» **About this exercise**: From the records below, pull each line that has "through".

[[ Exercise data, beginning ]]

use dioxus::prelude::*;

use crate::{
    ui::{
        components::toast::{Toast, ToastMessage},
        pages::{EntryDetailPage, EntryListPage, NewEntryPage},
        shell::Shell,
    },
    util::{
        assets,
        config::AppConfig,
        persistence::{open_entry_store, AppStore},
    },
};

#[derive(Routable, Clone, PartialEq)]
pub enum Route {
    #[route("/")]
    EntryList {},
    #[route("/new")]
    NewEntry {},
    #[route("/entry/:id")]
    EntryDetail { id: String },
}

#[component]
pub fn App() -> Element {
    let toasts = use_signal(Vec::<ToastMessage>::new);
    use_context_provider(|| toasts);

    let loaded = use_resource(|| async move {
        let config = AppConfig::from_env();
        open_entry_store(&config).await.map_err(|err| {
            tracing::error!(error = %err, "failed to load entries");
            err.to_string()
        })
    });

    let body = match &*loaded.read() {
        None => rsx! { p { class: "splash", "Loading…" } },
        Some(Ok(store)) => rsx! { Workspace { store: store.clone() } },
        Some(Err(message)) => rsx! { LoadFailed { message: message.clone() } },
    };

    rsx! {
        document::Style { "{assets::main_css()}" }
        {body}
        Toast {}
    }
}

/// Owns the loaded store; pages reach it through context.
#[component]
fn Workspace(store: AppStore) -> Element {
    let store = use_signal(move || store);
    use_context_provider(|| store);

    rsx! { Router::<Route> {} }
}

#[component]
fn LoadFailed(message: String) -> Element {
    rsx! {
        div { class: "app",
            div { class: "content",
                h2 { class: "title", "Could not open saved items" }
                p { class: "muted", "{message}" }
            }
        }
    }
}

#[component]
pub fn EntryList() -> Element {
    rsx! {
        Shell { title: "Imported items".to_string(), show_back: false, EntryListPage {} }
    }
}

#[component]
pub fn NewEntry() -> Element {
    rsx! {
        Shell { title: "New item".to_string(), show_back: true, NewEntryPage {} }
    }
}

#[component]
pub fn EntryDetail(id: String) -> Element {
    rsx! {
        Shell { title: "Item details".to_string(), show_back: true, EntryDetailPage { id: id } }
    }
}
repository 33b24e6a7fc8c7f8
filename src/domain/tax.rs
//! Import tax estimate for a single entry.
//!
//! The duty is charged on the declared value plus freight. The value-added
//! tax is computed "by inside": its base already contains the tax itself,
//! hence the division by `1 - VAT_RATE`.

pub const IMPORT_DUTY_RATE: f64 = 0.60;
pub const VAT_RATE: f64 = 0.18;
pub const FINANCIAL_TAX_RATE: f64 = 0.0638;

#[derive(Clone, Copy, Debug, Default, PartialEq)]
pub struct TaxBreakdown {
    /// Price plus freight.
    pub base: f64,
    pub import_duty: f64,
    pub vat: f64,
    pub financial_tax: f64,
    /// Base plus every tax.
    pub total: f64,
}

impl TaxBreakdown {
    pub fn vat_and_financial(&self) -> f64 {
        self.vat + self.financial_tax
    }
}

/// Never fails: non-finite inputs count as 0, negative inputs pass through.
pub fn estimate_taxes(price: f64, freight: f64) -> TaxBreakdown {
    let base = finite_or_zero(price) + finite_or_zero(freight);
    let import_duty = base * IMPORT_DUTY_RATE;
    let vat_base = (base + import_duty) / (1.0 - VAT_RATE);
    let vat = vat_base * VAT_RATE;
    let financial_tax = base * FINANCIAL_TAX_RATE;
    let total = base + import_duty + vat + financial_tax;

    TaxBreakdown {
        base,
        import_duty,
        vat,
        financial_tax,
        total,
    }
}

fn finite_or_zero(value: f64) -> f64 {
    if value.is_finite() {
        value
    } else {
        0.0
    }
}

[[ Exercise data, end ]]
[[ Exercise data, beginning ]]

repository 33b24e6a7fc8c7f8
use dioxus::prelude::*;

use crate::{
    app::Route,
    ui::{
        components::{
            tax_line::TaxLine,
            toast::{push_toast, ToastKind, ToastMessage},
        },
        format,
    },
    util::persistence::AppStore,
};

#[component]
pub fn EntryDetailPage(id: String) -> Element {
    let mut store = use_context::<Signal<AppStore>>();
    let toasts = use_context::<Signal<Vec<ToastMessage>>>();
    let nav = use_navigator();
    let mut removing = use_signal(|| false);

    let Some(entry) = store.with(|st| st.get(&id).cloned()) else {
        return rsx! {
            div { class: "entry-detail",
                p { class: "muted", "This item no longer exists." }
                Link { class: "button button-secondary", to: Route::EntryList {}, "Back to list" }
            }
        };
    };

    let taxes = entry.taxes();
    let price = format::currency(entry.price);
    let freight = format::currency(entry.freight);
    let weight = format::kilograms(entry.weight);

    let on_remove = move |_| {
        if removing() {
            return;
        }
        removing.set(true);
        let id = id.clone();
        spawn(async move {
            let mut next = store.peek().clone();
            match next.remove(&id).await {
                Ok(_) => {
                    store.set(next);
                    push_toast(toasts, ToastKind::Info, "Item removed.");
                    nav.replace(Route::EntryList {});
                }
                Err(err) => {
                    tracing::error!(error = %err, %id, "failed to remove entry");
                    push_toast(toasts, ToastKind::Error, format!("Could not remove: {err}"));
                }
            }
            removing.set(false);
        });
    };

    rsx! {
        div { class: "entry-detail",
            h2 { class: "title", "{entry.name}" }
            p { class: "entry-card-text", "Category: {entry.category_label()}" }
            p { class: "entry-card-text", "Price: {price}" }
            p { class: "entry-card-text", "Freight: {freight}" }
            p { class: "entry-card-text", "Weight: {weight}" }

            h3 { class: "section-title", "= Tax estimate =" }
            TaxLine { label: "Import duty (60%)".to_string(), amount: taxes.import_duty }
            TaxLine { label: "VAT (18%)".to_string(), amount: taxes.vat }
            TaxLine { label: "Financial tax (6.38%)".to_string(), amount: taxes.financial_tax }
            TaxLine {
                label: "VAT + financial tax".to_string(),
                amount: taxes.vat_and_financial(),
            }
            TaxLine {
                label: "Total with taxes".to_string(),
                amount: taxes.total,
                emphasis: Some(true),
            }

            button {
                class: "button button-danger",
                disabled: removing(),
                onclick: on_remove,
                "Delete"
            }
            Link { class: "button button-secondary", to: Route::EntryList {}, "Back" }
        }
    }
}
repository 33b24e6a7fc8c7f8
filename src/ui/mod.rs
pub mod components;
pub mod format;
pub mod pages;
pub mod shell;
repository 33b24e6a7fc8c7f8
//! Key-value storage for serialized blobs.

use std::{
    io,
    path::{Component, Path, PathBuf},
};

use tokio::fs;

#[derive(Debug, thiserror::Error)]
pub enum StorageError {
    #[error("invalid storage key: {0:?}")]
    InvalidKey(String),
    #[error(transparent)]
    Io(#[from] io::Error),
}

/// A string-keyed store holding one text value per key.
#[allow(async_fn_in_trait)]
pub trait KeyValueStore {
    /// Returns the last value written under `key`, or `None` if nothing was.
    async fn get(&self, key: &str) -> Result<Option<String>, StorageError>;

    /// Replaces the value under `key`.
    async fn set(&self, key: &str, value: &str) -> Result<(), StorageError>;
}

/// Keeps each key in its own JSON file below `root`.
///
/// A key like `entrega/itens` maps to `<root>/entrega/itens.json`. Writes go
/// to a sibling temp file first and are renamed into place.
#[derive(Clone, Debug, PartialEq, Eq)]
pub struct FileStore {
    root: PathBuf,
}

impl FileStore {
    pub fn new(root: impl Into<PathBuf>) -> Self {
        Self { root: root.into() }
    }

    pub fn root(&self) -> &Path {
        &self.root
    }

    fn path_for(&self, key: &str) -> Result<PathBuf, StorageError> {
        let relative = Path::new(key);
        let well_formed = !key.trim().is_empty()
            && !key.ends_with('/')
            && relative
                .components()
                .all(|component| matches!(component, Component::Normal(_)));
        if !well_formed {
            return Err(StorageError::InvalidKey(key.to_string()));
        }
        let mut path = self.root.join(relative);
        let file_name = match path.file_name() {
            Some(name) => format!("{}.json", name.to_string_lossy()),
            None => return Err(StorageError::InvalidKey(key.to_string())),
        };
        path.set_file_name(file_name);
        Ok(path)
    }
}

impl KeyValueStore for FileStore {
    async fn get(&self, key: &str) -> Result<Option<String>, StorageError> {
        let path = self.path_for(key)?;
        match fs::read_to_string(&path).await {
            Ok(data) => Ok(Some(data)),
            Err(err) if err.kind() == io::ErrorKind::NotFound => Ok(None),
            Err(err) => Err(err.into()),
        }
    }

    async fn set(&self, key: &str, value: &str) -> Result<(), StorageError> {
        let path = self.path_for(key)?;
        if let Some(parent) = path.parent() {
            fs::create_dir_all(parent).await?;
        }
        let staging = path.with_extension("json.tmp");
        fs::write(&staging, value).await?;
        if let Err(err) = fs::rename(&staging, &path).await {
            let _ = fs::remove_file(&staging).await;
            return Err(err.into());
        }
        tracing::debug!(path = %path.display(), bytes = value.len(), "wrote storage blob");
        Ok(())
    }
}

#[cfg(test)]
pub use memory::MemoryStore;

[[ Exercise data, end ]]
[[ Exercise data, beginning ]]

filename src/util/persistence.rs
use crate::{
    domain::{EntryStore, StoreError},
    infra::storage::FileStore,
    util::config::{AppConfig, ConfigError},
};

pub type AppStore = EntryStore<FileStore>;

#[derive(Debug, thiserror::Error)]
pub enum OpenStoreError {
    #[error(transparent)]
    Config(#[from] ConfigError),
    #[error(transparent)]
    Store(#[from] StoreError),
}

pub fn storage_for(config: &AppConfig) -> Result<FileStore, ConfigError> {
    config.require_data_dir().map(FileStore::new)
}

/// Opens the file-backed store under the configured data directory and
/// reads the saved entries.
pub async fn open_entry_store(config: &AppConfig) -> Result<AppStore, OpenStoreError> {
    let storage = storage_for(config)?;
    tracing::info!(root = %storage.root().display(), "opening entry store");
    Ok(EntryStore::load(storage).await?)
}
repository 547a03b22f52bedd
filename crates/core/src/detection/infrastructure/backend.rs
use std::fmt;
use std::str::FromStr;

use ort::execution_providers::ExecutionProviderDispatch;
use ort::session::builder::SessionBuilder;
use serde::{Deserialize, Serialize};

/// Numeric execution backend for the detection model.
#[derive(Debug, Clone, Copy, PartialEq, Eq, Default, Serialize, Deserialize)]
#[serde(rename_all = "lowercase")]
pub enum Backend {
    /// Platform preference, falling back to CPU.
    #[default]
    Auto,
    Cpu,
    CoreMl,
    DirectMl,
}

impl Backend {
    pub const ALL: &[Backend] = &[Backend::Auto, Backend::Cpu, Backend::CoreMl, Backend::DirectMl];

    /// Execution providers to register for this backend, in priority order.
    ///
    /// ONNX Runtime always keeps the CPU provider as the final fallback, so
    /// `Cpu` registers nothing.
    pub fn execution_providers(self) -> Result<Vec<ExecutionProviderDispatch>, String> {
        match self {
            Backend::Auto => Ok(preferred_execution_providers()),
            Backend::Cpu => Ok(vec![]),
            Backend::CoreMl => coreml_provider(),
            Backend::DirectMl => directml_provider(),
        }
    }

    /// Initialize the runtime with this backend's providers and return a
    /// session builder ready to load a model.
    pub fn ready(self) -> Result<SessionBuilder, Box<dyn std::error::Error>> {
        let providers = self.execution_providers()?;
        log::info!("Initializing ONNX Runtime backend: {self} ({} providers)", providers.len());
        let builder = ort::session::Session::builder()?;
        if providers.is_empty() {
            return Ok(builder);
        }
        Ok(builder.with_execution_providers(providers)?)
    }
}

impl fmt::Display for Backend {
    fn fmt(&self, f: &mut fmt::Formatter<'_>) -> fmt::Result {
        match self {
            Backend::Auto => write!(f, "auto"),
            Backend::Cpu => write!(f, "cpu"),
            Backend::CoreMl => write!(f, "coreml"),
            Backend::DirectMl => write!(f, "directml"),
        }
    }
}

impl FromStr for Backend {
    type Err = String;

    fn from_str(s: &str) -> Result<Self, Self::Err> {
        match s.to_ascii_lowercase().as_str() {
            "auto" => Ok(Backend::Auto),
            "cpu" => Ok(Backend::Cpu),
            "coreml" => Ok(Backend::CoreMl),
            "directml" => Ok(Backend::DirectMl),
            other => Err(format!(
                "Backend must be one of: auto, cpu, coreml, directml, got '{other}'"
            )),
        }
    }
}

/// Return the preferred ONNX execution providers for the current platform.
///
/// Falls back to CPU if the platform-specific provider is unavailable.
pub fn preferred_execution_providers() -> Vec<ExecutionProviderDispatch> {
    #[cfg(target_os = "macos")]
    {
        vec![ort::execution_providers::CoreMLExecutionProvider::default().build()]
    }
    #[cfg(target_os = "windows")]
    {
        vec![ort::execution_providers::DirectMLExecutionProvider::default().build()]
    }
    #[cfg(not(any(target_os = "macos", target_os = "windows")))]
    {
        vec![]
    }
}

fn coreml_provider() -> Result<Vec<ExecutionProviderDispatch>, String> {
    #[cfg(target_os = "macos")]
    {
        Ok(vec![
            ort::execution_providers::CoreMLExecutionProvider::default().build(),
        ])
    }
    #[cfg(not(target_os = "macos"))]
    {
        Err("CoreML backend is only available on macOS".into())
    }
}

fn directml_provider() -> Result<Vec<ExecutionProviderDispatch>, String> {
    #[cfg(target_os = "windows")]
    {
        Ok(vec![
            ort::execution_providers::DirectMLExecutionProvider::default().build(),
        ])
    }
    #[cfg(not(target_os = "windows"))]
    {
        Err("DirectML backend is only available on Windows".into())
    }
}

[[ Exercise data, end ]]

» **Exercise answer**:
/// Owns the loaded store; pages reach it through context.
/// Never fails: non-finite inputs count as 0, negative inputs pass through.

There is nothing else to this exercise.